When I first heard that there was going to be a major motion picture made about Noah, I was quite excited. After all, most theatrical releases are devoid of morals and full of degradation. In an age with declining church attendance, how nice it would be to expose the story of Noah to multitudes of people. It certainly was an added bonus that Noah was set to have an all-star cast led by Russell Crowe, Jennifer Connelly, Emma Watson, and Anthony Hopkins. Tossing around plans with friends to go see Noah together one weekend, someone checked reviews. The secular world raved. Great movie; fantastic effects. Pastors and church authorities were divided. Some irate over theological errors and artistic license; others giddy with excitement that they could go see a major motion picture with a Christian name. After all, it would expose people to the Bible and get folks talking. Never mind that the artistic license has changed biblical stories and meaning.
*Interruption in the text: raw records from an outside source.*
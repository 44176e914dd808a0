//! Customer notifications for order and shipment changes.
//!
//! Template rendering and delivery belong to an [`EmailSender`]; this module
//! only assembles the data bag and picks the template.

use async_trait::async_trait;
use rust_decimal::Decimal;
use sea_orm::EntityTrait;
use sea_orm::{ColumnTrait, QueryFilter};
use serde::Serialize;
use serde_json::Value;
use std::sync::Arc;
use thiserror::Error;
use tracing::{info, instrument, warn};
use uuid::Uuid;

use crate::db::DbPool;
use crate::errors::ServiceError;
use crate::models::{order, order_item, OrderStatus};

pub const ORDER_STATUS_TEMPLATE: &str = "order-status-update";
pub const DELAYED_STATUS: &str = "delayed";

#[derive(Debug, Error)]
pub enum NotificationError {
    #[error("email delivery failed: {0}")]
    Delivery(String),
    #[error("Serialization error: {0}")]
    Serialization(#[from] serde_json::Error),
}

impl From<NotificationError> for ServiceError {
    fn from(err: NotificationError) -> Self {
        ServiceError::ExternalServiceError(err.to_string())
    }
}

/// Outbound email transport
#[async_trait]
pub trait EmailSender: Send + Sync {
    async fn send_template(
        &self,
        to: &str,
        template: &str,
        data: &Value,
    ) -> Result<(), NotificationError>;
}

/// Default sender: records the email in the log stream
#[derive(Debug, Default, Clone)]
pub struct LoggingEmailSender;

#[async_trait]
impl EmailSender for LoggingEmailSender {
    async fn send_template(
        &self,
        to: &str,
        template: &str,
        data: &Value,
    ) -> Result<(), NotificationError> {
        info!(to, template, data = %data, "email dispatched");
        Ok(())
    }
}

#[derive(Debug, Clone, PartialEq, Serialize)]
pub struct EmailItem {
    pub name: String,
    pub quantity: i32,
    pub price: Decimal,
}

/// Data bag for the `order-status-update` template
#[derive(Debug, Clone, PartialEq, Serialize)]
#[serde(rename_all = "camelCase")]
pub struct OrderStatusEmail {
    pub id: Uuid,
    pub status: String,
    pub customer_name: String,
    pub items: Vec<EmailItem>,
    pub total_amount: Decimal,
    #[serde(skip_serializing_if = "Option::is_none")]
    pub tracking_number: Option<String>,
}

#[derive(Clone)]
pub struct NotificationDispatcher {
    db: Arc<DbPool>,
    sender: Arc<dyn EmailSender>,
}

impl NotificationDispatcher {
    pub fn new(db: Arc<DbPool>, sender: Arc<dyn EmailSender>) -> Self {
        Self { db, sender }
    }

    /// Tells the customer their order moved to `status`
    #[instrument(skip(self, tracking_number))]
    pub async fn order_status_changed(
        &self,
        order_id: Uuid,
        status: OrderStatus,
        tracking_number: Option<String>,
    ) -> Result<(), ServiceError> {
        self.send(order_id, &status.to_string(), tracking_number)
            .await
    }

    /// Tells the customer their parcel is late
    #[instrument(skip(self, tracking_number))]
    pub async fn shipment_delayed(
        &self,
        order_id: Uuid,
        tracking_number: Option<String>,
    ) -> Result<(), ServiceError> {
        self.send(order_id, DELAYED_STATUS, tracking_number).await
    }

    async fn send(
        &self,
        order_id: Uuid,
        status: &str,
        tracking_number: Option<String>,
    ) -> Result<(), ServiceError> {
        let db = &*self.db;
        let order = order::Entity::find_by_id(order_id)
            .one(db)
            .await
            .map_err(ServiceError::db_error)?
            .ok_or_else(|| ServiceError::NotFound(format!("Order {order_id} not found")))?;

        let items = order_item::Entity::find()
            .filter(order_item::Column::OrderId.eq(order_id))
            .all(db)
            .await
            .map_err(ServiceError::db_error)?
            .into_iter()
            .map(|item| EmailItem {
                name: item.name,
                quantity: item.quantity,
                price: item.price,
            })
            .collect();

        let email = OrderStatusEmail {
            id: order.id,
            status: status.to_string(),
            customer_name: order.customer_name,
            items,
            total_amount: order.total_amount,
            tracking_number,
        };
        let data = serde_json::to_value(&email).map_err(NotificationError::from)?;

        match self
            .sender
            .send_template(&order.customer_email, ORDER_STATUS_TEMPLATE, &data)
            .await
        {
            Ok(()) => {
                metrics::counter!("notifications.sent", 1, "status" => status.to_string());
                Ok(())
            }
            Err(err) => {
                warn!(order_id = %order_id, error = %err, "customer notification failed");
                metrics::counter!("notifications.failed", 1);
                Err(err.into())
            }
        }
    }
}
use chrono::{DateTime, Utc};
use sea_orm::entity::prelude::*;
use serde::{Deserialize, Serialize};

/// Scheduler bookkeeping, one row per periodic job
#[derive(Clone, Debug, PartialEq, DeriveEntityModel, Serialize, Deserialize)]
#[sea_orm(table_name = "batch_jobs")]
pub struct Model {
    #[sea_orm(primary_key, auto_increment = false)]
    pub name: String,
    pub cron_expression: String,
    pub interval_secs: i64,
    pub enabled: bool,
    pub last_run: Option<DateTime<Utc>>,
    pub last_status: Option<String>,
    #[sea_orm(column_type = "Text", nullable)]
    pub last_error: Option<String>,
}

#[derive(Copy, Clone, Debug, EnumIter, DeriveRelation)]
pub enum Relation {}

impl ActiveModelBehavior for ActiveModel {}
What's that verse....oh, yes, wait,
"For I testify unto every man that heareth the words of the prophecy of this book, If any man shall add unto these things, God shall add unto him the plagues that are written in this book: And if any man shall take away from the words of the book of this prophecy, God shall take away his part out of the book of life, and out of the holy city, and from the things which are written in this book.--Revelation 22: 18-19 KJV
One can certainly argue that Noah's director, Darren Aronofsky, fits this bill. Indeed, in an interview with Sarah Pulliam Bailey that was published in The Washington Post, Aronofsky refers to Noah as "the least biblical biblical movie ever made." (March 28, 2014 http://www.washingtonpost.com/national/religion/a-conversation-with-noah-director-darren-aronofsky)
While Aronofsky claims he has stayed true to biblical accounts, his man-made story of what occurred during the four biblical chapters of Noah's silence is erroneous. Still, had this been the only artistic license, things would have been fine. It's his depiction of Noah as a harsh, evil man...portraying the fallen angels as heros who helped build and defend the arc among other things that make this movie a vapid Hollywood show piece. What could have been a great production is an epic fail.
The difficulty I had was in lapsing into moments of truly enjoying parts of the movie. If you venture out, pray for the God's guidance in discernment.